Так, Руслан Колоусов, обращаясь к «вялой» (по удачному определению М. Дмитревской) пьесе Зуева «Икотка» (спектакль «Прощание славянки», «Понятный театр»), оказывается на поле сентиментальной комедии. Драматургу не удалось развить собственный интересный зачин: в двух мужчинах живут две «икотки» — парень и девушка, тоскующие друг без друга. Режиссеру бы залатать дыры первоисточника, достроив свой сюжет. Вместо этого он идет по наиболее простому пути, обозначенному в пьесе: выращивает комедию на фарсовом приеме «раздвоения личности». Актеры Валерий Степанов и Алексей Павлов старательно играют за двоих: за своего персонажа и за живущего в нем человечка. Но получаются штампованные маски, причем чуть ли не из советского кино: щуплый научный сотрудник, развязная дамочка, солдафон-военный. Содержательная сценография (художник Александр Храмцов) — на сцене две зеркально одинаковые комнаты, геометричные и монохромные, — подчеркивает мотив механистичности мира, в котором люди похожи, как шестеренки, и в этой похожести разомкнуты, одиноки. Мотив почти старшесыновский. Однако, не доверченный в пьесе, он никак не выявлен и в режиссуре.

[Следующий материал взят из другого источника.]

//! `parley send`: deliver one message and wait for the server's confirmation.

use std::time::Duration;

use anyhow::{Result, anyhow, bail};
use console::style;
use tracing::{debug, warn};

use parley_core::controller::ControllerUpdate;
use parley_types::error::ApiError;
use parley_types::id::{MessageId, TempId, UserId};

use crate::cli::chat::loop_runner::spinner;
use crate::state::{AppState, Controller, PushStatus};

pub async fn send_message(
    state: &AppState,
    counterpart: &str,
    text: &str,
    timeout_secs: u64,
    json: bool,
) -> Result<()> {
    match state.connect().await? {
        PushStatus::Connected(session) => debug!(session = session.id(), "push session ready"),
        PushStatus::NoCredential => debug!("no credential, sending without push"),
        PushStatus::Unavailable(e) => warn!(error = %e, "push unavailable, sending over REST only"),
    }

    let mut controller = state.controller();
    let counterpart = UserId::from(counterpart);
    controller
        .open_with(&counterpart)
        .await
        .map_err(|e| anyhow!(e.user_message()))?;

    let temp_id = controller.send(text).map_err(|e| anyhow!(e.user_message()))?;

    let progress = (!json).then(|| spinner("sending..."));
    let outcome = tokio::time::timeout(
        Duration::from_secs(timeout_secs),
        wait_for_confirmation(&mut controller, temp_id),
    )
    .await;
    if let Some(progress) = progress {
        progress.finish_and_clear();
    }

    let id = match outcome {
        Ok(Ok(id)) => id,
        Ok(Err(error)) => bail!("message not sent: {}", error.user_message()),
        Err(_) => bail!("no confirmation from the server within {timeout_secs}s"),
    };

    let message = controller
        .store()
        .and_then(|store| store.get(&id))
        .map(|entry| entry.message.clone())
        .ok_or_else(|| anyhow!("confirmed message {id} is no longer in the conversation"))?;

    if json {
        println!("{}", serde_json::to_string_pretty(&message)?);
    } else {
        println!(
            "  {} Sent to {} {}",
            style("✓").green().bold(),
            style(&counterpart).cyan(),
            style(format!("({id})")).dim()
        );
    }
    Ok(())
}

/// Drive the controller until `temp_id` is confirmed or rolled back.
async fn wait_for_confirmation(
    controller: &mut Controller,
    temp_id: TempId,
) -> Result<MessageId, ApiError> {
    loop {
        match controller.next_update().await {
            ControllerUpdate::Reconciled { temp_id: t, id } if t == temp_id => return Ok(id),
            ControllerUpdate::SendFailed { temp_id: t, error } if t == temp_id => return Err(error),
            other => debug!(?other, "update while waiting for confirmation"),
        }
    }
}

Сходная ситуация с современной немецкой драмой «Временно недоступен» Петры Вюлленвебер — к ней обратился Андрей Загородников (спектакль поставлен со студентами мастерской Л. В. Грачевой). В этой прямолинейной пьесе все строится вокруг трагического события: в семье с двумя детьми-подростками внезапно погибает мать. Автор, видимо, убежден: трагическая ситуация — все, что нужно для пьесы. Но поскольку развитие фабулы закономерно требует избыть трагическое в катарсисе — получается, что семья благополучно избывает смерть матери, приходя к усиленному сплочению и чуть ли не к хеппи-энду. Выйти из трагической ситуации как-то по-другому драматургу не удалось. Не удалось и режиссеру уйти от приторности — а может быть, и не хотелось: в финале он выстраивает мизансцену всеобщих объятий.

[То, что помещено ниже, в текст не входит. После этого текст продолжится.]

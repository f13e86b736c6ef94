//! Infrastructure layer for Parley.
//!
//! Implements the ports defined in `parley-core`: the REST persistence client
//! (`MessageApi`), the websocket push transport (`PushTransport`), credential
//! sources, and config file loading.

pub mod config;
pub mod credential;
pub mod http;
pub mod push;
//! ConversationResolver: find-or-create for the conversation between two users.
//!
//! The check-then-create sequence is not atomic. Two clients making first
//! contact at the same moment can both see "none" and both create; the only
//! real fix is a uniqueness constraint on the participant pair server-side.

use std::sync::Arc;

use thiserror::Error;
use tracing::{debug, info};

use parley_types::error::ApiError;
use parley_types::id::{ConversationId, UserId};

use crate::api::MessageApi;

#[derive(Debug, Clone, PartialEq, Eq, Error)]
pub enum ResolveError {
    #[error("cannot open a conversation with yourself")]
    SelfConversation,

    #[error(transparent)]
    Api(#[from] ApiError),
}

/// A conversation the caller already holds.
#[derive(Debug, Clone, Copy)]
pub struct HeldConversation<'a> {
    pub id: &'a ConversationId,
    /// Number of messages currently loaded for it.
    pub loaded_messages: usize,
}

/// How a conversation id was obtained.
#[derive(Debug, Clone, Copy, PartialEq, Eq)]
pub enum Resolution {
    /// The held id was trusted without a network call.
    Held,
    Found,
    Created,
}

pub struct ConversationResolver<A: MessageApi> {
    api: Arc<A>,
}

impl<A: MessageApi> ConversationResolver<A> {
    pub fn new(api: Arc<A>) -> Self {
        Self { api }
    }

    /// Resolve the conversation between `self_id` and `counterpart`.
    ///
    /// A held conversation with at least one loaded message is trusted as is.
    /// Otherwise the server is asked for an existing conversation (404 means
    /// none), and one is created when there is none.
    pub async fn resolve_or_create(
        &self,
        self_id: &UserId,
        counterpart: &UserId,
        held: Option<HeldConversation<'_>>,
    ) -> Result<(ConversationId, Resolution), ResolveError> {
        if self_id == counterpart {
            return Err(ResolveError::SelfConversation);
        }

        if let Some(held) = held.filter(|h| h.loaded_messages > 0) {
            debug!(conversation_id = %held.id, "reusing held conversation");
            return Ok((held.id.clone(), Resolution::Held));
        }

        let existing = match self.api.find_conversation(self_id, counterpart).await {
            Ok(found) => found,
            Err(ApiError::NotFound) => None,
            Err(e) => return Err(e.into()),
        };

        if let Some(conversation) = existing {
            debug!(conversation_id = %conversation.id, %counterpart, "found existing conversation");
            return Ok((conversation.id, Resolution::Found));
        }

        let created = self.api.create_conversation(self_id, counterpart).await?;
        info!(conversation_id = %created.id, %counterpart, "created conversation");
        Ok((created.id, Resolution::Created))
    }
}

Однако в спектакле найдена очень хорошая интонация — удивительное отсутствие всякой надсадности. Это касается и горя, которое переживают герои. Просветление переслащено, но страдание не пересолено. Здесь именно детское, юношеское переживание боли — серьезное, трепетное, но не агрессивное, не обвинительное. И в решении двух «взрослых» ролей, отца и бабушки (его тещи), делается акцент на наивность, детскую беззащитность взрослых людей. Первичный образ бабушки (Анна Мигицко) — почти Шапокляк, презрительная, грубоватая, чужая заезжая тетка — очень быстро оказывается ложным. Это страх детей и собственная ее неловкость заставляют играть Шапокляк — понарошку. Понарошку здесь все наносное, и закономерно, что такими вот масочными, как бабушка в начале, показаны эпизодические люди: соседка, учительница, подружка — те, кто вне семьи и не ощущает тепла. А тепло в спектакле — настоящее, так что здесь, а не в «Икотке» получается действительно похоже на «Старшего сына».

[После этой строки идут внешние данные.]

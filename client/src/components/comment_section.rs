//! Comment list and composer for a resource detail page.
//!
//! DESIGN
//! ======
//! Only signed-in users get the composer. The delete control shows on a
//! comment only for its author. Both are display decisions; the backend
//! re-checks on every call.

use leptos::prelude::*;

use crate::net::types::{Comment, email_local_part};
use crate::state::session::Session;
use crate::util::gate::is_comment_author;

#[component]
pub fn CommentSection(
    #[prop(into)] comments: Signal<Vec<Comment>>,
    on_post: Callback<String>,
    on_delete: Callback<usize>,
) -> impl IntoView {
    let session = expect_context::<RwSignal<Session>>();
    let draft = RwSignal::new(String::new());

    let on_submit = move |ev: leptos::ev::SubmitEvent| {
        ev.prevent_default();
        let text = draft.get();
        if text.trim().is_empty() {
            return;
        }
        on_post.run(text);
        draft.set(String::new());
    };

    view! {
        <section class="comments">
            <h2>{move || format!("Comments ({})", comments.get().len())}</h2>
            <Show
                when=move || session.get().identity.is_some()
                fallback=|| view! { <p class="comments__hint">"Login to comment."</p> }
            >
                <form class="comments__form" on:submit=on_submit>
                    <textarea
                        class="comments__input"
                        placeholder="Write a comment..."
                        prop:value=move || draft.get()
                        on:input=move |ev| draft.set(event_target_value(&ev))
                    ></textarea>
                    <button class="comments__post" type="submit">"Post"</button>
                </form>
            </Show>
            <ul class="comments__list">
                {move || {
                    let viewer = session.get();
                    comments
                        .get()
                        .into_iter()
                        .enumerate()
                        .map(|(index, comment)| {
                            let mine = is_comment_author(&viewer, &comment);
                            view! {
                                <li class="comment">
                                    <span class="comment__author">{email_local_part(&comment.email).to_owned()}</span>
                                    <p class="comment__text">{comment.text}</p>
                                    <Show when=move || mine>
                                        <button
                                            class="comment__delete"
                                            on:click=move |_| on_delete.run(index)
                                        >
                                            "Delete"
                                        </button>
                                    </Show>
                                </li>
                            }
                        })
                        .collect_view()
                }}
            </ul>
        </section>
    }
}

Поменьше надсадности — желание, очень понятное сегодня. Усталость от громкого и резкого — обратная сторона особой жесткости современной жизни. Именно жесткость — нечто большее, чем жестокость. Фильштов эта тема волнует — она дает о себе знать в нескольких сюжетах. И прежде всего — в «Пойдем, нас ждет машина» Николая Русского по пьесе Юрия Клавдиева (мастерская Л. В. Грачевой). Пьеса о двух сереньких девушках — офисный планктон. Их насилует группа парней, после чего девушки с ними расправляются, убивая с особым садизмом: одному палец отрезают, другому втыкают вилку в шею. Этот натурализм нужен драматургу, чтобы показать, насколько неправдоподобно высок болевой порог у современного человека. Люди, не ощущающие ни своего, ни чужого страдания. Изнасилование не является для героинь чем-то катастрофическим: оно лишь «помогает» им высвободить животную жестокость, что приносит пугающее удовлетворение.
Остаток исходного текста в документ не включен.